Search the data for the string "entropy", and report each line where it is found.

[Recorded data]

---+---

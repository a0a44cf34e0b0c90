//! Integration tests for Slice 5 - HTTP API
//!
//! Tests engine lifecycle endpoints

use axum::{
    body::Body,
    http::{Request, StatusCode},
};
use cell28::core::{create_router, decode_dump};
use cell28::types::Frame;
use pretty_assertions::assert_eq;
use serde_json::{json, Value};
use tower::ServiceExt;

async fn body_json(response: axum::response::Response) -> Value {
    let body = axum::body::to_bytes(response.into_body(), usize::MAX).await.unwrap();
    serde_json::from_slice(&body).unwrap()
}

fn post(uri: &str, body: Value) -> Request<Body> {
    Request::builder()
        .method("POST")
        .uri(uri)
        .header("content-type", "application/json")
        .body(Body::from(body.to_string()))
        .unwrap()
}

fn get(uri: &str) -> Request<Body> {
    Request::builder().uri(uri).body(Body::empty()).unwrap()
}

async fn new_engine(app: &axum::Router, body: Value) -> String {
    let response = app.clone().oneshot(post("/engine/new", body)).await.unwrap();
    assert_eq!(response.status(), StatusCode::OK);
    let json = body_json(response).await;
    json["engine_id"].as_str().unwrap().to_string()
}

#[tokio::test]
async fn test_health_endpoint() {
    let app = create_router();

    let response = app.oneshot(get("/health")).await.unwrap();
    assert_eq!(response.status(), StatusCode::OK);

    let json = body_json(response).await;
    assert_eq!(json["status"], "ok");
    assert_eq!(json["engines_active"], 0);
    assert!(json["version"].is_string());
}

#[tokio::test]
async fn test_create_engine() {
    let app = create_router();

    let response = app
        .clone()
        .oneshot(post("/engine/new", json!({"config": {"cluster_id": 4, "cluster_count": 8}})))
        .await
        .unwrap();
    assert_eq!(response.status(), StatusCode::OK);
    let json = body_json(response).await;
    let id = json["engine_id"].as_str().unwrap().to_string();
    assert!(id.starts_with("engine_"));
    assert_eq!(json["websocket_url"], format!("/ws/{}", id));

    let status = body_json(app.oneshot(get(&format!("/engine/{}", id))).await.unwrap()).await;
    assert_eq!(status["cluster_id"], 4);
    assert_eq!(status["cluster_count"], 8);
    assert_eq!(status["tick"], 0);
    assert_eq!(status["phase"], "perceive");
    assert_eq!(status["frames"], 1);
}

#[tokio::test]
async fn test_engine_ids_unique() {
    let app = create_router();
    let a = new_engine(&app, json!({})).await;
    let b = new_engine(&app, json!({})).await;
    assert_ne!(a, b);
}

#[tokio::test]
async fn test_bad_config_rejected() {
    let app = create_router();
    let response = app
        .oneshot(post("/engine/new", json!({"config": {"learning_rate": -1.0}})))
        .await
        .unwrap();
    assert_eq!(response.status(), StatusCode::BAD_REQUEST);
}

#[tokio::test]
async fn test_unknown_engine() {
    let app = create_router();
    let response = app.oneshot(get("/engine/engine_missing")).await.unwrap();
    assert_eq!(response.status(), StatusCode::NOT_FOUND);
}

#[tokio::test]
async fn test_tick_cycle() {
    let app = create_router();
    let id = new_engine(&app, json!({"config": {"cluster_id": 1}})).await;

    let response = app
        .clone()
        .oneshot(post(&format!("/engine/{}/tick", id), json!({"entropy": 0.32, "ticks": 6})))
        .await
        .unwrap();
    assert_eq!(response.status(), StatusCode::OK);

    let json = body_json(response).await;
    let reports = json["reports"].as_array().unwrap();
    assert_eq!(reports.len(), 6);
    assert_eq!(reports[3]["phase"], "decide");
    assert!(reports[3]["answer"]["proof_hash"].is_string());
    assert!(reports[5]["reward"]["proof_hash"].is_string());
    assert_eq!(json["next_tick"], 6);
    assert_eq!(json["next_phase"], "perceive");
}

#[tokio::test]
async fn test_tick_with_token_spec() {
    let app = create_router();
    let id = new_engine(&app, json!({})).await;

    let ok = app
        .clone()
        .oneshot(post(
            &format!("/engine/{}/tick", id),
            json!({"entropy": 0.4, "token_spec": "a:1.0, b:0.25"}),
        ))
        .await
        .unwrap();
    assert_eq!(ok.status(), StatusCode::OK);

    let bad = app
        .oneshot(post(
            &format!("/engine/{}/tick", id),
            json!({"entropy": 0.4, "token_spec": "a:1.0,"}),
        ))
        .await
        .unwrap();
    assert_eq!(bad.status(), StatusCode::BAD_REQUEST);
}

#[tokio::test]
async fn test_tick_limits() {
    let app = create_router();
    let id = new_engine(&app, json!({})).await;

    for ticks in [0, 10_000] {
        let response = app
            .clone()
            .oneshot(post(&format!("/engine/{}/tick", id), json!({"entropy": 0.3, "ticks": ticks})))
            .await
            .unwrap();
        assert_eq!(response.status(), StatusCode::BAD_REQUEST);
    }
}

#[tokio::test]
async fn test_frames_verify_dump() {
    let app = create_router();
    let id = new_engine(&app, json!({"config": {"cluster_id": 1}})).await;
    app.clone()
        .oneshot(post(&format!("/engine/{}/tick", id), json!({"entropy": 0.32, "ticks": 12})))
        .await
        .unwrap();

    let frames_response = app.clone().oneshot(get(&format!("/engine/{}/frames", id))).await.unwrap();
    assert_eq!(frames_response.status(), StatusCode::OK);
    let frames: Vec<Frame> = serde_json::from_value(body_json(frames_response).await).unwrap();
    assert!(matches!(frames.first(), Some(Frame::Header { .. })));
    assert!(matches!(frames.last(), Some(Frame::End { tick: 12, .. })));

    let verify = body_json(app.clone().oneshot(get(&format!("/engine/{}/verify", id))).await.unwrap()).await;
    assert_eq!(verify["ok"], true);
    assert_eq!(verify["report"]["stage"], "S8_OK");
    assert_eq!(verify["report"]["answers"], 2);
    assert!(verify["fingerprint"].as_str().unwrap().starts_with("SCXQ2-v1:"));

    let dump = app.oneshot(get(&format!("/engine/{}/dump", id))).await.unwrap();
    assert_eq!(dump.status(), StatusCode::OK);
    assert_eq!(dump.headers()["content-type"], "application/octet-stream");
    let bytes = axum::body::to_bytes(dump.into_body(), usize::MAX).await.unwrap();
    assert_eq!(decode_dump(&bytes).unwrap().len(), frames.len());
}

#[tokio::test]
async fn test_engines_isolated() {
    let app = create_router();
    let a = new_engine(&app, json!({})).await;
    let b = new_engine(&app, json!({})).await;

    app.clone()
        .oneshot(post(&format!("/engine/{}/tick", a), json!({"entropy": 0.5, "ticks": 3})))
        .await
        .unwrap();

    let status_a = body_json(app.clone().oneshot(get(&format!("/engine/{}", a))).await.unwrap()).await;
    let status_b = body_json(app.oneshot(get(&format!("/engine/{}", b))).await.unwrap()).await;
    assert_eq!(status_a["tick"], 3);
    assert_eq!(status_b["tick"], 0);
}

#[tokio::test]
async fn test_delete_engine() {
    let app = create_router();
    let id = new_engine(&app, json!({})).await;
    let keep = new_engine(&app, json!({})).await;
    app.clone()
        .oneshot(post(&format!("/engine/{}/tick", id), json!({"entropy": 0.32, "ticks": 4})))
        .await
        .unwrap();

    let delete = |uri: String| Request::builder().method("DELETE").uri(uri).body(Body::empty()).unwrap();

    let response = app.clone().oneshot(delete(format!("/engine/{}", id))).await.unwrap();
    assert_eq!(response.status(), StatusCode::OK);
    let json = body_json(response).await;
    assert_eq!(json["engine_id"], id.as_str());
    assert_eq!(json["ticks"], 4);

    let gone = app.clone().oneshot(get(&format!("/engine/{}", id))).await.unwrap();
    assert_eq!(gone.status(), StatusCode::NOT_FOUND);
    let again = app.clone().oneshot(delete(format!("/engine/{}", id))).await.unwrap();
    assert_eq!(again.status(), StatusCode::NOT_FOUND);

    let health = body_json(app.clone().oneshot(get("/health")).await.unwrap()).await;
    assert_eq!(health["engines_active"], 1);
    let kept = app.oneshot(get(&format!("/engine/{}", keep))).await.unwrap();
    assert_eq!(kept.status(), StatusCode::OK);
}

---+---

SOLVED EXERCISE:
        .oneshot(post(&format!("/engine/{}/tick", id), json!({"entropy": 0.32, "ticks": 6})))
            json!({"entropy": 0.4, "token_spec": "a:1.0, b:0.25"}),
            json!({"entropy": 0.4, "token_spec": "a:1.0,"}),
            .oneshot(post(&format!("/engine/{}/tick", id), json!({"entropy": 0.3, "ticks": ticks})))
        .oneshot(post(&format!("/engine/{}/tick", id), json!({"entropy": 0.32, "ticks": 12})))
        .oneshot(post(&format!("/engine/{}/tick", a), json!({"entropy": 0.5, "ticks": 3})))
        .oneshot(post(&format!("/engine/{}/tick", id), json!({"entropy": 0.32, "ticks": 4})))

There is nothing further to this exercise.